Speak to a professional. Yes your husband should be there to listen but if you are bombarding him and it's not effecting him and his life, then you need to look at another option
This is incredibly selfish. Please seek therapy. That’s more than anyone should expect from their spouse. He should be loving and supportive, but ultimately you will have to be the one to take the initiative to heal. He can’t fix you. I hope this doesn’t come across as mean. I’ve been there too. ❤️
Think it’s definitely best to seek outside help as there’s only so much your husband can be expected to handle. It’s important to support and listen to each other but it sounds like this has become extreme. His mental health matters too. I think you should find a therapist and also acknowledge to your husband that you’ve realised the strain this has put on him and are working on it. I think it’s important to take the positive steps but also to acknowledge the impact thats been caused (even though it was unintentional).

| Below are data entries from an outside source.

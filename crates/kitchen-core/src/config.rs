//! Kitchen configuration.
//!
//! Durations are given in seconds and converted to ticks once, at kitchen
//! construction. Everything inside the tick loop works in whole ticks.

use crate::fixed::{seconds_to_ticks, Ticks};
use serde::{Deserialize, Serialize};

#[derive(Debug, Clone, PartialEq, Serialize, Deserialize)]
#[serde(default)]
pub struct KitchenConfig {
    pub ticks_per_second: u32,
    pub seed: u64,
    /// Shift length. `None` runs until [`crate::kitchen::Kitchen::end_shift`].
    pub shift_seconds: Option<f64>,
    pub orders: OrderConfig,
    pub conveyor: ConveyorConfig,
}

impl Default for KitchenConfig {
    fn default() -> Self {
        Self {
            ticks_per_second: 50,
            seed: 0,
            shift_seconds: None,
            orders: OrderConfig::default(),
            conveyor: ConveyorConfig::default(),
        }
    }
}

#[derive(Debug, Clone, PartialEq, Serialize, Deserialize)]
#[serde(default)]
pub struct OrderConfig {
    /// Food identifiers customers may order.
    pub menu: Vec<String>,
    /// Spawn interval is drawn from `[50 / rate, 70 / rate)` seconds.
    pub order_rate: f64,
    /// Max wait is drawn from `[timeout, 2 * timeout)` seconds.
    pub order_timeout: f64,
    pub score_min: u32,
    pub score_max: u32,
}

impl Default for OrderConfig {
    fn default() -> Self {
        Self {
            menu: Vec::new(),
            order_rate: 1.0,
            order_timeout: 60.0,
            score_min: 10,
            score_max: 30,
        }
    }
}

/// Order timing resolved to ticks.
#[derive(Debug, Clone, Copy, PartialEq, Eq)]
pub struct OrderTiming {
    pub spawn_min: Ticks,
    pub spawn_max: Ticks,
    pub wait_min: Ticks,
    pub wait_max: Ticks,
    pub score_min: u32,
    pub score_max: u32,
}

impl OrderConfig {
    pub fn timing(&self, ticks_per_second: u32) -> OrderTiming {
        OrderTiming {
            spawn_min: seconds_to_ticks(50.0 / self.order_rate, ticks_per_second),
            spawn_max: seconds_to_ticks(70.0 / self.order_rate, ticks_per_second),
            wait_min: seconds_to_ticks(self.order_timeout, ticks_per_second),
            wait_max: seconds_to_ticks(self.order_timeout * 2.0, ticks_per_second),
            score_min: self.score_min,
            score_max: self.score_max,
        }
    }
}

#[derive(Debug, Clone, PartialEq, Serialize, Deserialize)]
#[serde(default)]
pub struct ConveyorConfig {
    /// Time a send-off belt takes to carry its item to the far end.
    pub travel_seconds: f64,
    pub return_delay_seconds: f64,
    pub retry_seconds: f64,
    pub return_plates: bool,
    pub return_dirty_plates: bool,
}

impl Default for ConveyorConfig {
    fn default() -> Self {
        Self {
            travel_seconds: 1.5,
            return_delay_seconds: 5.0,
            retry_seconds: 1.0,
            return_plates: true,
            return_dirty_plates: false,
        }
    }
}

/// Conveyor timing resolved to ticks.
#[derive(Debug, Clone, Copy, PartialEq, Eq)]
pub struct ConveyorTiming {
    pub travel: Ticks,
    pub return_delay: Ticks,
    /// Never zero, so a retry always lands on a later tick.
    pub retry: Ticks,
    pub return_plates: bool,
    pub return_dirty_plates: bool,
}

impl ConveyorConfig {
    pub fn timing(&self, ticks_per_second: u32) -> ConveyorTiming {
        ConveyorTiming {
            travel: seconds_to_ticks(self.travel_seconds, ticks_per_second),
            return_delay: seconds_to_ticks(self.return_delay_seconds, ticks_per_second),
            retry: seconds_to_ticks(self.retry_seconds, ticks_per_second).max(1),
            return_plates: self.return_plates,
            return_dirty_plates: self.return_dirty_plates,
        }
    }
}

impl KitchenConfig {
    pub fn validate(&self) -> Result<(), ConfigError> {
        if self.ticks_per_second == 0 {
            return Err(ConfigError::ZeroTickRate);
        }
        let positive = [
            ("orders.order_rate", self.orders.order_rate),
            ("orders.order_timeout", self.orders.order_timeout),
        ];
        for (name, value) in positive {
            if !(value.is_finite() && value > 0.0) {
                return Err(ConfigError::NotPositive { name, value });
            }
        }
        let non_negative = [
            ("conveyor.travel_seconds", self.conveyor.travel_seconds),
            ("conveyor.return_delay_seconds", self.conveyor.return_delay_seconds),
            ("conveyor.retry_seconds", self.conveyor.retry_seconds),
        ];
        for (name, value) in non_negative {
            if !(value.is_finite() && value >= 0.0) {
                return Err(ConfigError::Negative { name, value });
            }
        }
        if let Some(value) = self.shift_seconds
            && !(value.is_finite() && value > 0.0)
        {
            return Err(ConfigError::NotPositive {
                name: "shift_seconds",
                value,
            });
        }
        if self.orders.score_min > self.orders.score_max {
            return Err(ConfigError::InvertedScoreRange {
                min: self.orders.score_min,
                max: self.orders.score_max,
            });
        }
        Ok(())
    }

    pub fn ticks(&self, seconds: f64) -> Ticks {
        seconds_to_ticks(seconds, self.ticks_per_second)
    }
}

#[derive(Debug, thiserror::Error)]
pub enum ConfigError {
    #[error("ticks_per_second must be non-zero")]
    ZeroTickRate,
    #[error("{name} must be positive, got {value}")]
    NotPositive { name: &'static str, value: f64 },
    #[error("{name} must not be negative, got {value}")]
    Negative { name: &'static str, value: f64 },
    #[error("score range is inverted: {min} > {max}")]
    InvertedScoreRange { min: u32, max: u32 },
    #[error("station preparation rate must be positive")]
    ZeroPrepRate,
    #[error("menu food not in catalog: {0}")]
    UnknownMenuFood(String),
}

Thank you everyone , I’ve only now just now realised how bad this situation is through reading all these comments. I’ve realised that actually he has told me this many times and I never “heard him” and instead would start crying that he doesn’t actually care about me and I’m all alone. I thought he was just saying anything as he would start listening again and speaking on whatever it was I wanted again..I can’t believe I’ve done this to him. FYI- I’ve self referred for a therapist and I’ve also been in touch with my doctor who has spoke to me and offered medication. Thank you all 🩷
That sounds like a great start 🙌🏽 It’s important to reflect and acknowledge when we’ve messed up (we all have, we’re only human) but try not to beat yourself up too much, it’s sounds like you’ve not been in a great place and now you’re taking action to do things differently. Hope this is a positive step for you 🤍
Very proud of you for taking the steps to take care of yourself! Just a word of advice if you start medication it may not seem like it’s helping at first. Be honest with your provider so they can adjust dosage and or meds as a whole.
I think it’s definitely unhealthy to offload everything onto him. Seeking professional help would help you get it off your chest and get advice in return without it impacting your relationship and husband’s mental health too. Of course he should be there to hear you out but I think expecting him to drop everything is too much. Now he has voiced it, you can take steps to make it right which is the main thing.